Pausing two Python threads while a third one does stuff (with locks?)
Asked Answered
R

5

4

I'm new to concurrent programming.

I'd like to execute three tasks repeatedly. The first two should run all the time, the third should run every hour or so. The first two tasks can run in parallel, but I always want to pause them while the third task is running.

Here's the skeleton of what I've tried:

import threading
import time

flock = threading.Lock()
glock = threading.Lock()

def f():
    while True:
        with flock:
            print 'f'
            time.sleep(1)

def g():
    while True:
        with glock:
            print 'g'
            time.sleep(1)

def h():
    while True:
        with flock:
            with glock:
                print 'h'
        time.sleep(5)

threading.Thread(target=f).start()
threading.Thread(target=g).start()
threading.Thread(target=h).start()

I would expect this code to print an f and a g every second, and an h about every five seconds. However, when I run it it takes around 12 f's and 12 g's before I start seeing some h's. It's looks like the first two threads constantly release and re-acquire their locks while the third thread is left out of the loop.

  1. Why is that? When the third thread tries to acquire a currently held lock, and it is then released, shouldn't acquisition immediately succeed instead of the first/second thread immediately acquiring it again? I am probably misunderstanding something.
  2. What would be a good way to achieve what I want?

Note: moving the time.sleep(1) calls out of the with flock/glock block works for this simple example, but apparently not for my real application where the threads spend most of their time doing the actual operations. When the first two threads sleep for a second after each execution of the loop body, with the lock released, the third task still never gets executed.

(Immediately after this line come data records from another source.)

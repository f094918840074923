//! Decoded MIDI documents and the decoder seam.
//!
//! A [`MidiDocument`] is what an external decoder hands to the player: a time division,
//! a precomputed duration, and one event list per track. Events keep their raw status
//! byte and data; [`MidiEvent::kind`] classifies the few statuses the player cares about.

use serde::{Deserialize, Serialize};

use crate::error::PlayerError;
use crate::tempo::TempoTrack;

/// Meta event type for "set tempo".
pub const META_SET_TEMPO: u8 = 0x51;

const NOTE_OFF: u8 = 0x80;
const NOTE_ON: u8 = 0x90;

/// A single event with its absolute position in ticks.
///
/// Channel messages use their status byte (`0x80..=0xEF`). Meta events store the meta
/// type as the status byte, so a tempo change has `status_byte == 0x51`.
#[derive(Debug, Clone, PartialEq, Eq, Serialize, Deserialize)]
#[serde(rename_all = "camelCase")]
pub struct MidiEvent {
    pub ticks: u64,
    pub status_byte: u8,
    pub data: Vec<u8>,
}

/// What an event means to the timing walk.
#[derive(Debug, Clone, Copy, PartialEq, Eq)]
pub enum EventKind {
    NoteOn { channel: u8, pitch: u8, velocity: u8 },
    NoteOff { channel: u8, pitch: u8 },
    Tempo,
    Other,
}

impl MidiEvent {
    pub fn new(ticks: u64, status_byte: u8, data: Vec<u8>) -> Self {
        Self {
            ticks,
            status_byte,
            data,
        }
    }

    pub fn note_on(ticks: u64, channel: u8, pitch: u8, velocity: u8) -> Self {
        Self::new(ticks, NOTE_ON | (channel & 0x0F), vec![pitch, velocity])
    }

    pub fn note_off(ticks: u64, channel: u8, pitch: u8) -> Self {
        Self::new(ticks, NOTE_OFF | (channel & 0x0F), vec![pitch, 0])
    }

    pub fn tempo(ticks: u64, us_per_quarter: u32) -> Self {
        let [_, a, b, c] = us_per_quarter.to_be_bytes();
        Self::new(ticks, META_SET_TEMPO, vec![a, b, c])
    }

    /// Classify the event.
    ///
    /// A note-on with velocity 0 is reported as a note-off. Note messages missing their
    /// key or velocity byte are a decode failure.
    pub fn kind(&self) -> Result<EventKind, PlayerError> {
        let channel = self.status_byte & 0x0F;
        match self.status_byte & 0xF0 {
            NOTE_ON => match self.data.as_slice() {
                [pitch, 0, ..] => Ok(EventKind::NoteOff {
                    channel,
                    pitch: *pitch,
                }),
                [pitch, velocity, ..] => Ok(EventKind::NoteOn {
                    channel,
                    pitch: *pitch,
                    velocity: *velocity,
                }),
                _ => Err(self.truncated("note-on")),
            },
            NOTE_OFF => match self.data.as_slice() {
                [pitch, ..] => Ok(EventKind::NoteOff {
                    channel,
                    pitch: *pitch,
                }),
                _ => Err(self.truncated("note-off")),
            },
            _ if self.status_byte == META_SET_TEMPO => Ok(EventKind::Tempo),
            _ => Ok(EventKind::Other),
        }
    }

    fn truncated(&self, what: &str) -> PlayerError {
        PlayerError::DecodeFailure(format!(
            "truncated {} event at tick {} ({} data bytes)",
            what,
            self.ticks,
            self.data.len()
        ))
    }
}

/// A parsed MIDI file.
#[derive(Debug, Clone, PartialEq, Serialize, Deserialize)]
#[serde(rename_all = "camelCase")]
pub struct MidiDocument {
    /// Ticks per quarter note.
    pub time_division: u16,
    /// Length in seconds, up to the last event of any track.
    pub duration: f64,
    pub tracks: Vec<Vec<MidiEvent>>,
}

impl MidiDocument {
    /// Build a document and compute its duration with the same tempo walk the note
    /// extractor uses.
    pub fn new(time_division: u16, tracks: Vec<Vec<MidiEvent>>) -> Result<Self, PlayerError> {
        let mut document = Self {
            time_division,
            duration: 0.0,
            tracks,
        };
        document.duration = document.compute_duration()?;
        Ok(document)
    }

    /// All events of all tracks, stable-sorted by tick.
    ///
    /// Events on the same tick keep track order, then their order within the track.
    pub fn merged_events(&self) -> Vec<&MidiEvent> {
        let mut events: Vec<&MidiEvent> = self.tracks.iter().flatten().collect();
        events.sort_by_key(|event| event.ticks);
        events
    }

    pub fn event_count(&self) -> usize {
        self.tracks.iter().map(Vec::len).sum()
    }

    fn compute_duration(&self) -> Result<f64, PlayerError> {
        let events = self.merged_events();
        let mut tempo = TempoTrack::new(self.time_division)?;
        let mut elapsed = 0.0;
        for (i, event) in events.iter().enumerate() {
            tempo.apply(event)?;
            if let Some(next) = events.get(i + 1) {
                elapsed += tempo.seconds_for(next.ticks - event.ticks);
            }
        }
        Ok(elapsed)
    }
}

/// Turns raw file bytes into a [`MidiDocument`].
///
/// The player never parses bytes itself; hosts inject an implementation such as
/// [`crate::smf::SmfDecoder`].
pub trait MidiDecoder {
    fn decode(&self, bytes: &[u8]) -> Result<MidiDocument, PlayerError>;
}

#[cfg(test)]
mod tests {
    use super::*;

    #[test]
    fn test_note_on_with_zero_velocity_is_note_off() {
        let event = MidiEvent::new(0, 0x93, vec![64, 0]);
        assert_eq!(
            event.kind().unwrap(),
            EventKind::NoteOff {
                channel: 3,
                pitch: 64
            }
        );
    }

    #[test]
    fn test_truncated_note_on_is_decode_failure() {
        let event = MidiEvent::new(12, 0x90, vec![60]);
        let err = event.kind().unwrap_err();
        assert!(err.is_decode_failure());
        assert!(err.to_string().contains("tick 12"));
    }

    #[test]
    fn test_controller_and_meta_events_are_other() {
        assert_eq!(
            MidiEvent::new(0, 0xB0, vec![7, 100]).kind().unwrap(),
            EventKind::Other
        );
        assert_eq!(
            MidiEvent::new(0, 0x2F, vec![]).kind().unwrap(),
            EventKind::Other
        );
        assert_eq!(MidiEvent::tempo(0, 500_000).kind().unwrap(), EventKind::Tempo);
    }

    #[test]
    fn test_merge_is_stable_across_tracks() {
        let doc = MidiDocument::new(
            480,
            vec![
                vec![MidiEvent::note_on(0, 0, 60, 90), MidiEvent::note_off(480, 0, 60)],
                vec![MidiEvent::note_on(0, 1, 62, 90), MidiEvent::note_off(240, 1, 62)],
            ],
        )
        .unwrap();
        let order: Vec<(u64, u8)> = doc
            .merged_events()
            .iter()
            .map(|e| (e.ticks, e.status_byte))
            .collect();
        assert_eq!(order, vec![(0, 0x90), (0, 0x91), (240, 0x81), (480, 0x80)]);
    }

    #[test]
    fn test_duration_follows_tempo_changes() {
        // One beat at 120 BPM, one beat at 60 BPM.
        let doc = MidiDocument::new(
            480,
            vec![vec![
                MidiEvent::tempo(0, 500_000),
                MidiEvent::tempo(480, 1_000_000),
                MidiEvent::new(960, 0x2F, vec![]),
            ]],
        )
        .unwrap();
        assert!((doc.duration - 1.5).abs() < 1e-9);
    }

    #[test]
    fn test_zero_time_division_is_rejected() {
        assert!(MidiDocument::new(0, vec![]).unwrap_err().is_decode_failure());
    }
}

Radiotherapy answered 12/11, 2011 at 10:24 Comment(2)
With your exact code, I see 'h' every 5-6 seconds in both Python2.7 and Python 3.2. I even experimented with removing the sleeps completely, and taking them out of the lock. What OS are you using? (I'm on Windows).Centrum
I tried Linux 2.6.24-1-amd64 #1 SMP x86_64 GNU/Linux with Python 2.7.1 and Linux 2.6.32-5-686 #1 SMP i686 GNU/Linux with Python 2.6.6Radiotherapy
A
5

How about do it with threading.Events:

import threading
import time
import logging

logger=logging.getLogger(__name__)

def f(resume,is_waiting,name):
    while True:
        if not resume.is_set():
            is_waiting.set()
            logger.debug('{n} pausing...'.format(n=name))
            resume.wait()
            is_waiting.clear()
        logger.info(name)
        time.sleep(1)

def h(resume,waiters):
    while True:
        logger.debug('halt') 
        resume.clear()
        for i,w in enumerate(waiters):
            logger.debug('{i}: wait for worker to pause'.format(i=i))
            w.wait()
        logger.info('h begin')
        time.sleep(2)
        logger.info('h end')        
        logger.debug('resume')
        resume.set()
        time.sleep(5)

logging.basicConfig(level=logging.DEBUG,
                    format='[%(asctime)s %(threadName)s] %(message)s',
                    datefmt='%H:%M:%S')

# set means resume; clear means halt
resume = threading.Event()
resume.set()

waiters=[]
for name in 'fg':
    is_waiting=threading.Event()
    waiters.append(is_waiting)
    threading.Thread(target=f,args=(resume,is_waiting,name)).start()    
threading.Thread(target=h,args=(resume,waiters)).start()

yields

[07:28:55 Thread-1] f
[07:28:55 Thread-2] g
[07:28:55 Thread-3] halt
[07:28:55 Thread-3] 0: wait for worker to pause
[07:28:56 Thread-1] f pausing...
[07:28:56 Thread-2] g pausing...
[07:28:56 Thread-3] 1: wait for worker to pause
[07:28:56 Thread-3] h begin
[07:28:58 Thread-3] h end
[07:28:58 Thread-3] resume
[07:28:58 Thread-1] f
[07:28:58 Thread-2] g
[07:28:59 Thread-1] f
[07:28:59 Thread-2] g
[07:29:00 Thread-1] f
[07:29:00 Thread-2] g
[07:29:01 Thread-1] f
[07:29:01 Thread-2] g
[07:29:02 Thread-1] f
[07:29:02 Thread-2] g
[07:29:03 Thread-3] halt

(In response to a question in the comments) This code tries to measure how long it takes for the h-thread to acquire each lock from the other worker threads.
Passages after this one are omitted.